Duo Workflow ADR 002: Add WebSockets as an option for transport

Context

Initially, the Duo Workflow Service used gRPC over HTTP/2 for streaming. While gRPC provides efficient bi-directional streaming and code generation, it can pose challenges:

• We have first hand experience that enterprise customers are likely to have their security platform such as Netskope or Zscaler configured to block HTTP/2 traffic by default. This leads to added onboarding friction with Duo Workflow, as the security team has to be involved to allow connection.
• Browsers cannot natively use gRPC without a proxy layer (gRPC-Web or Envoy).

Giving the ability for customers to use WebSockets (over HTTP/1.1) can address these issues and unify the transport across all components (client, server, LSP executor). It also enables direct browser-to-service streaming if needed, simplifying real-time feedback loops.

IDE interactions:

sequenceDiagram
    participant C as IDE
    participant S as Duo Workflow Service
    participant R as GitLab Rails
    
    C->>S: Establish WebSocket Connection (Handshake)
    S-->>C: Acknowledge Connection
    C->>S: Send Start Workflow request (Protobuf over WebSocket)
    S-->>S: Start Workflow and call LLM
    S-->>C: Stream LLM tokens to frontend
    C->>S: Next user request/question
    S->>S: LLM requests tool calls
    S-->>C: onToolCalled over Websocket
    alt
        C->>R: Fetch GitLab Data (call tool)
        R-->>C: Tool response
    end
    alt
        C->>C: Read file/write file/run command/run MCP tool
    end
    C-->>S: Tool Response over socket
    S->>S: LLM produces response based on tool result
    S-->>C: Stream LLM tokens

GitLab UI interactions (non-remote execution):

sequenceDiagram
    participant C as Gitlab UI
    participant S as Duo Workflow Service
    participant R as GitLab Rails
    
    C->>S: Establish WebSocket Connection (Handshake)
    S-->>C: Acknowledge Connection
    C->>S: Send Start Workflow request (Protobuf over WebSocket)
    S-->>S: Start Workflow and call LLM
    S-->>C: Stream LLM tokens to frontend
    C->>S: Next user request/question
    S->>S: LLM requests tool calls
    S-->>C: onToolCalled over Websocket
    C->>R: Fetch GitLab Data (call tool)
    R-->>C: Tool response
    C-->>S: Tool Response over socket
    S->>S: LLM produces response based on tool result
    S-->>C: Stream LLM tokens

Decision

We decided add Web Sockets as an alternative to gRPC for Duo Workflow’s streaming and request/response interactions. Protobuf will be used for serialization over WebSockets where appropriate, preserving type safety.

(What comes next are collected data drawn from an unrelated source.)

//! API errors and the validated query extractor.

use crate::error::QueueError;
use axum::{
    Json,
    extract::{FromRequestParts, Query},
    http::{StatusCode, request::Parts},
    response::{IntoResponse, Response},
};
use serde::de::DeserializeOwned;
use serde_json::{Map, Value, json};
use tracing::error;
use validator::{Validate, ValidationErrors};

pub const VALIDATION_FAILED: &str = "Request validation failed";

/// Which property failed and why
#[derive(Debug, Clone, PartialEq)]
pub struct Violation {
    pub property: Option<String>,
    pub constraints: Map<String, Value>,
}

impl Violation {
    pub fn new(property: Option<&str>, code: &str, message: impl Into<String>) -> Self {
        let mut constraints = Map::new();
        constraints.insert(code.to_string(), Value::String(message.into()));
        Self {
            property: property.map(str::to_string),
            constraints,
        }
    }
}

#[derive(Debug)]
pub enum ApiError {
    /// 422 with the failing property
    Unprocessable(Violation),
    NotFound(String),
    Unavailable(String),
    Internal(String),
}

impl ApiError {
    fn status(&self) -> StatusCode {
        match self {
            ApiError::Unprocessable(_) => StatusCode::UNPROCESSABLE_ENTITY,
            ApiError::NotFound(_) => StatusCode::NOT_FOUND,
            ApiError::Unavailable(_) => StatusCode::SERVICE_UNAVAILABLE,
            ApiError::Internal(_) => StatusCode::INTERNAL_SERVER_ERROR,
        }
    }
}

impl IntoResponse for ApiError {
    fn into_response(self) -> Response {
        let status = self.status();
        let (message, details) = match self {
            ApiError::Unprocessable(violation) => (
                VALIDATION_FAILED.to_string(),
                json!({
                    "target": "query",
                    "property": violation.property,
                    "children": [],
                    "constraints": violation.constraints,
                }),
            ),
            ApiError::NotFound(message) | ApiError::Unavailable(message) | ApiError::Internal(message) => {
                (message, Value::Null)
            }
        };

        let body = json!({
            "error": {
                "code": status.as_u16(),
                "message": message,
                "details": details,
            }
        });
        (status, Json(body)).into_response()
    }
}

impl From<QueueError> for ApiError {
    fn from(err: QueueError) -> Self {
        match err {
            QueueError::Config(message) => {
                ApiError::Unprocessable(Violation::new(Some("queueName"), "queue_name", message))
            }
            err if err.is_transport() => ApiError::Unavailable(err.to_string()),
            err => {
                error!(error = %err, "Monitor request failed");
                ApiError::Internal(err.to_string())
            }
        }
    }
}

impl From<ValidationErrors> for ApiError {
    fn from(errors: ValidationErrors) -> Self {
        // Report the first failing field, ordered by name for stable output
        let mut fields: Vec<_> = errors.field_errors().into_iter().collect();
        fields.sort_by(|a, b| a.0.cmp(&b.0));

        let Some((field, field_errors)) = fields.into_iter().next() else {
            return ApiError::Unprocessable(Violation::new(None, "invalid", VALIDATION_FAILED));
        };

        let constraints = field_errors
            .iter()
            .map(|e| {
                let message = e
                    .message
                    .as_ref()
                    .map(|m| m.to_string())
                    .unwrap_or_else(|| format!("{} is invalid", field));
                (e.code.to_string(), Value::String(message))
            })
            .collect();

        ApiError::Unprocessable(Violation {
            property: Some(camel_case(&field)),
            constraints,
        })
    }
}

/// Query string extractor that deserializes and validates, rejecting with 422.
pub struct ValidatedQuery<T>(pub T);

impl<T, S> FromRequestParts<S> for ValidatedQuery<T>
where
    T: DeserializeOwned + Validate,
    S: Send + Sync,
{
    type Rejection = ApiError;

    async fn from_request_parts(parts: &mut Parts, state: &S) -> Result<Self, Self::Rejection> {
        let Query(value) = Query::<T>::from_request_parts(parts, state)
            .await
            .map_err(|rejection| deserialize_violation(rejection.body_text()))?;

        value.validate()?;
        Ok(Self(value))
    }
}

fn deserialize_violation(detail: String) -> ApiError {
    let property = missing_field(&detail);
    ApiError::Unprocessable(Violation::new(property.as_deref(), "deserialize", detail))
}

/// Property name from serde's "missing field `x`" message
fn missing_field(detail: &str) -> Option<String> {
    let start = detail.find("missing field `")? + "missing field `".len();
    let len = detail[start..].find('`')?;
    Some(detail[start..start + len].to_string())
}

fn camel_case(field: &str) -> String {
    let mut out = String::with_capacity(field.len());
    let mut upper = false;
    for c in field.chars() {
        if c == '_' {
            upper = true;
        } else if upper {
            out.extend(c.to_uppercase());
            upper = false;
        } else {
            out.push(c);
        }
    }
    out
}

#[cfg(test)]
mod tests {
    use super::*;

    #[test]
    fn test_missing_field_is_extracted() {
        assert_eq!(
            missing_field("Failed to deserialize query string: missing field `queueName`"),
            Some("queueName".to_string())
        );
        assert_eq!(missing_field("invalid digit found in string"), None);
    }

    #[test]
    fn test_deserialize_violation_names_missing_property() {
        let detail = "Failed to deserialize query string: missing field `queueName`".to_string();
        let ApiError::Unprocessable(violation) = deserialize_violation(detail.clone()) else {
            panic!("expected 422");
        };
        assert_eq!(violation.property.as_deref(), Some("queueName"));
        assert_eq!(violation.constraints.get("deserialize"), Some(&Value::String(detail)));
    }

    #[test]
    fn test_camel_case() {
        assert_eq!(camel_case("queue_name"), "queueName");
        assert_eq!(camel_case("take"), "take");
    }

    #[test]
    fn test_config_error_maps_to_422() {
        let err = ApiError::from(QueueError::Config("bad queue".into()));
        assert_eq!(err.status(), StatusCode::UNPROCESSABLE_ENTITY);
    }
}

Websockets have been tested at scale for AI workloads as shown by the following 2 adoptions:

1. Open AI Realtime API
2. Gemini Live API

Consequences

• Pros

  • Single port over standard HTTP/1.1 with WebSocket upgrades is more likely to be firewall-friendly.
  • Browsers can connect directly without needing a separate proxy or gRPC-Web implementation.
  • Unified transport across front-end, back-end, and possibly the LSP executor logic.

• Cons

  • Requires refactoring the existing gRPC-based code, including streaming logic, interceptors, and error handling.
  • gRPC’s built-in features (flow control, code generation) will need to be re-created or replaced with equivalent libraries in the WebSocket ecosystem.
  • Performance differences vs. gRPC in high-load or binary-heavy streaming scenarios may require additional testing or optimization.

The benefit of easier adoption, fewer networking roadblocks, and improved client compatibility outweighs the additional refactoring effort.